Au XVIIe siècle, les femmes n’évoluent dans la peinture qu’en tant qu’objets, très rarement en tant que créa­trices. Les hommes qui dominent les sphères de pouvoir excluent les femmes et invi­si­bi­lisent les rares qui y accèdent. Elles sont les modèles des artistes, les amantes, les pros­ti­tuées des « génies ». « [Les femmes] ont longtemps été privées d’accès aux for­ma­tions à l’art, aux ateliers, aux beaux-arts, etc. La formation familiale – auprès du père majo­ri­tai­re­ment – a souvent été le com­men­ce­ment. L’histoire des artistes femmes est avant tout une histoire “rela­tion­nelle”, explique Charlotte Foucher Zarmanian, docteure en histoire de l’art. C’est plutôt comme femme de, fille de, mère de, élève de, etc., qu’elles sont entrées dans les récits his­to­riques. En Italie, on ne parlait pas d’artistes mais de virtuoso, virtuosa, un terme qui fait référence à ce qui est masculin » puisqu’il dérive de vir, « homme » en latin.

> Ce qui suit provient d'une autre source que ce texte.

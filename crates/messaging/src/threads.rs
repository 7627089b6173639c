//! Thread lifecycle, posting and unread bookkeeping.

use std::collections::HashSet;

use chrono::Utc;
use sitelink_core::cache::{CacheTag, Mutation};
use sitelink_core::error::CoreError;
use sitelink_core::roles::Party;
use sitelink_core::threads::{
    compare_for_listing, truncate_preview, validate_message_body, ThreadType,
};
use sitelink_core::types::DbId;
use sitelink_db::models::link::{NewProjectTradeLink, ProjectTradeKey};
use sitelink_db::models::message::{NewMessage, ProjectMessage};
use sitelink_db::models::project::Project;
use sitelink_db::models::thread::{NewThread, ProjectThread, ThreadFlag, ThreadKey};
use sitelink_db::EntityStore;

use crate::error::ServiceResult;

/// A message to post into a thread.
#[derive(Debug, Clone)]
pub struct SendMessage {
    pub thread_id: DbId,
    pub sender_role: Party,
    pub sender_id: DbId,
    pub body: String,
}

/// Request to turn a direct thread into a project thread.
#[derive(Debug, Clone, Copy)]
pub struct MoveThread {
    pub thread_id: DbId,
    pub project_id: DbId,
    pub trade_profile_id: DbId,
    /// User id of the GC performing the move.
    pub added_by: DbId,
}

// ---------------------------------------------------------------------------
// Helpers
// ---------------------------------------------------------------------------

/// Sort threads into canonical listing order.
pub fn sort_for_listing(threads: &mut [ProjectThread]) {
    threads.sort_by(|a, b| compare_for_listing(&a.sort_key(), &b.sort_key()));
}

/// Tags of every list a thread appears in, plus the thread itself.
pub fn thread_tags(thread: &ProjectThread) -> Vec<CacheTag> {
    let mut tags = vec![CacheTag::Thread(thread.id)];
    if let Some(project_id) = thread.project_id {
        tags.push(CacheTag::ProjectThreads(project_id));
    }
    if thread.is_direct() {
        tags.push(CacheTag::DirectThreads(thread.gc_user_id));
    }
    if let Some(trade_profile_id) = thread.trade_profile_id {
        tags.push(CacheTag::TradeThreads(trade_profile_id));
    }
    tags
}

pub(crate) async fn load_project(store: &dyn EntityStore, id: DbId) -> ServiceResult<Project> {
    store
        .find_project(id)
        .await?
        .ok_or_else(|| CoreError::not_found("Project", id).into())
}

pub(crate) async fn load_thread(
    store: &dyn EntityStore,
    id: DbId,
) -> ServiceResult<ProjectThread> {
    store
        .find_thread(id)
        .await?
        .ok_or_else(|| CoreError::not_found("ProjectThread", id).into())
}

fn missing_thread(id: DbId) -> crate::ServiceError {
    CoreError::not_found("ProjectThread", id).into()
}

/// Which side of `thread` the caller speaks for, if any.
///
/// The GC is the thread's `gc_user_id`. The trade side is the thread's trade
/// profile, or for announcement threads any trade linked to the project.
pub async fn participant_party(
    store: &dyn EntityStore,
    thread: &ProjectThread,
    user_id: DbId,
    profile_id: Option<DbId>,
) -> ServiceResult<Option<Party>> {
    if thread.gc_user_id == user_id {
        return Ok(Some(Party::Gc));
    }
    let Some(profile_id) = profile_id else {
        return Ok(None);
    };
    if thread.trade_profile_id == Some(profile_id) {
        return Ok(Some(Party::Trade));
    }
    if let (true, Some(project_id)) = (thread.is_announcement(), thread.project_id) {
        let key = ProjectTradeKey {
            project_id,
            trade_profile_id: profile_id,
        };
        if store.find_project_trade_link(key).await?.is_some() {
            return Ok(Some(Party::Trade));
        }
    }
    Ok(None)
}

// ---------------------------------------------------------------------------
// Ensure / find-or-create
// ---------------------------------------------------------------------------

/// Ensure the project's announcement thread exists. Idempotent.
pub async fn ensure_announcement_thread(
    store: &dyn EntityStore,
    project_id: DbId,
) -> ServiceResult<Mutation<ProjectThread>> {
    let project = load_project(store, project_id).await?;
    let thread = store
        .ensure_thread(&NewThread::announcement(project.id, project.created_by))
        .await?;
    let tags = thread_tags(&thread);
    Ok(Mutation::new(thread, tags))
}

/// Ensure the announcement thread plus one project thread per linked trade,
/// and return all of the project's threads in listing order.
pub async fn ensure_project_threads_for_links(
    store: &dyn EntityStore,
    project_id: DbId,
) -> ServiceResult<Mutation<Vec<ProjectThread>>> {
    let project = load_project(store, project_id).await?;
    let before: HashSet<DbId> = store
        .list_threads_for_project(project_id)
        .await?
        .iter()
        .map(|t| t.id)
        .collect();

    let mut wanted = vec![NewThread::announcement(project.id, project.created_by)];
    wanted.extend(
        store
            .list_project_trade_links(project_id)
            .await?
            .into_iter()
            .map(|link| NewThread::project(project.id, link.trade_profile_id, project.created_by)),
    );
    store.bulk_ensure_threads(&wanted).await?;

    let mut threads = store.list_threads_for_project(project_id).await?;
    sort_for_listing(&mut threads);

    let created: Vec<&ProjectThread> = threads.iter().filter(|t| !before.contains(&t.id)).collect();
    let mut tags = Vec::new();
    if !created.is_empty() {
        tracing::info!(project_id, created = created.len(), "Created missing project threads");
        tags.push(CacheTag::ProjectThreads(project_id));
        tags.extend(created.iter().flat_map(|t| thread_tags(t)));
    }
    Ok(Mutation::new(threads, tags))
}

/// Find or create the project thread for a project/trade pair.
pub async fn find_or_create_thread(
    store: &dyn EntityStore,
    project_id: DbId,
    trade_profile_id: DbId,
) -> ServiceResult<Mutation<ProjectThread>> {
    let project = load_project(store, project_id).await?;
    let thread = store
        .ensure_thread(&NewThread::project(
            project.id,
            trade_profile_id,
            project.created_by,
        ))
        .await?;
    let tags = thread_tags(&thread);
    Ok(Mutation::new(thread, tags))
}

/// Find or create the direct thread between a GC user and a trade profile.
pub async fn find_or_create_direct_thread(
    store: &dyn EntityStore,
    gc_user_id: DbId,
    trade_profile_id: DbId,
) -> ServiceResult<Mutation<ProjectThread>> {
    let trade = store
        .find_profile(trade_profile_id)
        .await?
        .ok_or_else(|| CoreError::not_found("Profile", trade_profile_id))?;
    if !trade.is_trade() {
        return Err(CoreError::Validation(format!(
            "Profile {trade_profile_id} is not a trade profile"
        ))
        .into());
    }
    let thread = store
        .ensure_thread(&NewThread::direct(gc_user_id, trade_profile_id))
        .await?;
    let tags = thread_tags(&thread);
    Ok(Mutation::new(thread, tags))
}

// ---------------------------------------------------------------------------
// Messages
// ---------------------------------------------------------------------------

/// Post a message and update the thread's preview and unread counter.
pub async fn send_message(
    store: &dyn EntityStore,
    input: SendMessage,
) -> ServiceResult<Mutation<ProjectMessage>> {
    validate_message_body(&input.body).map_err(CoreError::Validation)?;

    let thread = load_thread(store, input.thread_id).await?;
    if !thread.accepts_posts_from(input.sender_role) {
        return Err(CoreError::Forbidden(format!(
            "{} cannot post in {} threads",
            input.sender_role, thread.thread_type
        ))
        .into());
    }

    let preview = truncate_preview(&input.body);
    let message = store
        .create_message(&NewMessage {
            thread_id: thread.id,
            sender_role: input.sender_role,
            sender_id: input.sender_id,
            body: input.body,
            created_at: Utc::now(),
        })
        .await?;

    let thread = store
        .record_thread_message(thread.id, input.sender_role, &preview, message.created_at)
        .await?
        .ok_or_else(|| missing_thread(input.thread_id))?;

    tracing::debug!(
        thread_id = thread.id,
        message_id = message.id,
        sender = %input.sender_role,
        "Message sent"
    );

    let mut tags = vec![CacheTag::Messages(thread.id)];
    tags.extend(thread_tags(&thread));
    Ok(Mutation::new(message, tags))
}

/// Messages of a thread, oldest first.
pub async fn list_messages(
    store: &dyn EntityStore,
    thread_id: DbId,
) -> ServiceResult<Vec<ProjectMessage>> {
    let thread = load_thread(store, thread_id).await?;
    Ok(store.list_messages(thread.id).await?)
}

// ---------------------------------------------------------------------------
// Per-thread state
// ---------------------------------------------------------------------------

/// Zero `party`'s unread counter.
pub async fn mark_thread_as_read(
    store: &dyn EntityStore,
    thread_id: DbId,
    party: Party,
) -> ServiceResult<Mutation<ProjectThread>> {
    let thread = store
        .reset_thread_unread(thread_id, party)
        .await?
        .ok_or_else(|| missing_thread(thread_id))?;
    let tags = thread_tags(&thread);
    Ok(Mutation::new(thread, tags))
}

pub async fn toggle_pinned(
    store: &dyn EntityStore,
    thread_id: DbId,
) -> ServiceResult<Mutation<ProjectThread>> {
    toggle_flag(store, thread_id, ThreadFlag::Pinned).await
}

pub async fn toggle_archived(
    store: &dyn EntityStore,
    thread_id: DbId,
) -> ServiceResult<Mutation<ProjectThread>> {
    toggle_flag(store, thread_id, ThreadFlag::Archived).await
}

async fn toggle_flag(
    store: &dyn EntityStore,
    thread_id: DbId,
    flag: ThreadFlag,
) -> ServiceResult<Mutation<ProjectThread>> {
    let thread = store
        .toggle_thread_flag(thread_id, flag)
        .await?
        .ok_or_else(|| missing_thread(thread_id))?;
    tracing::debug!(thread_id, flag = flag.column(), "Thread flag toggled");
    let tags = thread_tags(&thread);
    Ok(Mutation::new(thread, tags))
}

/// Turn a direct thread into the project thread of `project_id` and make
/// sure the trade is linked to the project.
pub async fn move_thread_to_project(
    store: &dyn EntityStore,
    input: MoveThread,
) -> ServiceResult<Mutation<ProjectThread>> {
    let thread = load_thread(store, input.thread_id).await?;
    if !thread.thread_type.can_transition_to(ThreadType::Project) {
        return Err(CoreError::Conflict(format!(
            "Thread {} is a {} thread; only direct threads can be moved",
            thread.id, thread.thread_type
        ))
        .into());
    }
    if thread.trade_profile_id != Some(input.trade_profile_id) {
        return Err(CoreError::Validation(format!(
            "Thread {} does not belong to trade profile {}",
            thread.id, input.trade_profile_id
        ))
        .into());
    }

    let project = load_project(store, input.project_id).await?;
    if !project.is_owned_by(input.added_by) || thread.gc_user_id != project.created_by {
        return Err(CoreError::Forbidden(format!(
            "Only the owner of project {} can move threads into it",
            project.id
        ))
        .into());
    }

    let key = ThreadKey::Project {
        project_id: project.id,
        trade_profile_id: input.trade_profile_id,
    };
    if let Some(existing) = store.find_thread_by_key(key).await? {
        return Err(CoreError::Conflict(format!(
            "Project {} already has thread {} for trade profile {}",
            project.id, existing.id, input.trade_profile_id
        ))
        .into());
    }

    let moved = store
        .promote_direct_thread(thread.id, project.id)
        .await?
        .ok_or_else(|| {
            CoreError::Conflict(format!("Thread {} is no longer a direct thread", thread.id))
        })?;

    store
        .ensure_project_trade_link(&NewProjectTradeLink {
            key: ProjectTradeKey {
                project_id: project.id,
                trade_profile_id: input.trade_profile_id,
            },
            added_by: input.added_by,
        })
        .await?;

    tracing::info!(
        thread_id = moved.id,
        project_id = project.id,
        trade_profile_id = input.trade_profile_id,
        "Direct thread moved to project"
    );

    let mut tags = thread_tags(&thread);
    tags.extend(thread_tags(&moved));
    tags.push(CacheTag::ProjectTrades(project.id));
    Ok(Mutation::new(moved, tags))
}

// ---------------------------------------------------------------------------
// Listings
// ---------------------------------------------------------------------------

fn finish_listing(mut threads: Vec<ProjectThread>, include_archived: bool) -> Vec<ProjectThread> {
    if !include_archived {
        threads.retain(|t| !t.archived);
    }
    sort_for_listing(&mut threads);
    threads
}

/// Direct threads owned by a GC user, in listing order.
pub async fn list_direct_threads(
    store: &dyn EntityStore,
    gc_user_id: DbId,
    include_archived: bool,
) -> ServiceResult<Vec<ProjectThread>> {
    let threads = store.list_direct_threads(gc_user_id).await?;
    Ok(finish_listing(threads, include_archived))
}

/// Every project and direct thread of a trade profile, in listing order.
pub async fn list_threads_for_trade(
    store: &dyn EntityStore,
    trade_profile_id: DbId,
    include_archived: bool,
) -> ServiceResult<Vec<ProjectThread>> {
    let threads = store.list_threads_for_trade(trade_profile_id).await?;
    Ok(finish_listing(threads, include_archived))
}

Artemisia Gentileschi, Danaé (aux alentours de 1612), huile sur cuivre (41,3 × 52,7 cm).
Collection du Musée d’art de Saint Louis, Missouri, États-Unis.
Crédit : COLLECTION OF SAINT LOUIS ART MUSEUM

Malgré la fermeture de ce milieu aux femmes, Artemisia Gentileschi se montre déter­mi­née à s’y imposer, pro­ba­ble­ment motivée par les pers­pec­tives d’autonomie ainsi offertes. Même si à l’époque, être peintre, c’est être au service des puissant·es : ce sont elles et eux qui com­mandent des toiles dépei­gnant des scènes de la Bible, des portraits élogieux ou des paysages. Ce sont elles et eux, aussi, qui protègent les artistes. Dans cet univers très concur­ren­tiel, ces dernier·es entre­tiennent des relations de com­pli­ci­té autant que de jalousie et de com­pé­ti­tion. Elles et ils se tra­hissent, s’empoisonnent, s’entretuent dans les ateliers, les tavernes ou les bordels. Il faut coûte que coûte séduire les com­man­di­taires. Dans cette Italie de la Contre-Réforme2Face à la popu­la­ri­té gran­dis­sante du pro­tes­tan­tisme au XVIe siècle en Europe, l’Église catho­lique réagit en lançant la Contre-Réforme, un mouvement de réaf­fir­ma­tion de son dogme et de sa puissance (qui passe notamment par de nom­breuses commandes archi­tec­tu­rales et artis­tiques)., l’Église cherche à rayonner, en louant à prix fort ces mains d’or. Artemisia Gentileschi aura du mal à convaincre les religieux, qui lui préfèrent les hommes. Mais elle parvient à avoir pour client·es des rois, reines, duchesses, ducs et autres mécènes : à Florence, par exemple, la grande-duchesse Christine de Lorraine, épouse du grand-duc de Toscane Ferdinand Ier de Médicis, apprécie beaucoup ses toiles.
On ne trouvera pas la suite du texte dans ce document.